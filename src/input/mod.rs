//! Input acquisition for commands that prompt before expansion.
//!
//! The dispatcher only sees [`InputSource`]; the terminal prompt lives in
//! `ui::prompt` and tests use [`ArgumentInput`]. [`ChainedInput`] lets a
//! positional argument answer before the terminal is asked.

use crate::error::{DjmakeError, Result};
use crate::registry::Prompt;
use std::collections::VecDeque;

pub trait InputSource {
    /// Returns the answer, or `None` when this source cannot supply one.
    fn request(&mut self, prompt: &Prompt) -> Result<Option<String>>;
}

/// Answers prompts from pre-supplied values, in order.
#[derive(Debug, Default)]
pub struct ArgumentInput {
    values: VecDeque<String>,
}

impl ArgumentInput {
    pub fn new<I, S>(values: I) -> Self
    where
        I: IntoIterator<Item = S>,
        S: Into<String>,
    {
        Self {
            values: values.into_iter().map(Into::into).collect(),
        }
    }

    pub fn empty() -> Self {
        Self::default()
    }
}

impl InputSource for ArgumentInput {
    fn request(&mut self, _prompt: &Prompt) -> Result<Option<String>> {
        Ok(self.values.pop_front())
    }
}

/// Asks each source in turn until one answers.
pub struct ChainedInput<'a> {
    sources: Vec<&'a mut dyn InputSource>,
}

impl<'a> ChainedInput<'a> {
    pub fn new(sources: Vec<&'a mut dyn InputSource>) -> Self {
        Self { sources }
    }
}

impl InputSource for ChainedInput<'_> {
    fn request(&mut self, prompt: &Prompt) -> Result<Option<String>> {
        for source in self.sources.iter_mut() {
            if let Some(answer) = source.request(prompt)? {
                return Ok(Some(answer));
            }
        }
        Ok(None)
    }
}

/// Obtains a non-blank answer or fails with `MissingInput`.
pub fn require(source: &mut dyn InputSource, prompt: &Prompt) -> Result<String> {
    match source.request(prompt)? {
        Some(value) if !value.trim().is_empty() => Ok(value.trim().to_string()),
        _ => Err(DjmakeError::MissingInput(prompt.label.to_string())),
    }
}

* _What this task involves_: Start at the first line of the material and transcribe each line exactly, stopping once the line containing "pub trait InputSource" has been written.

* _Solution below_:
filename src/input/mod.rs
//! Input acquisition for commands that prompt before expansion.
//!
//! The dispatcher only sees [`InputSource`]; the terminal prompt lives in
//! `ui::prompt` and tests use [`ArgumentInput`]. [`ChainedInput`] lets a
//! positional argument answer before the terminal is asked.

use crate::error::{DjmakeError, Result};
use crate::registry::Prompt;
use std::collections::VecDeque;

pub trait InputSource {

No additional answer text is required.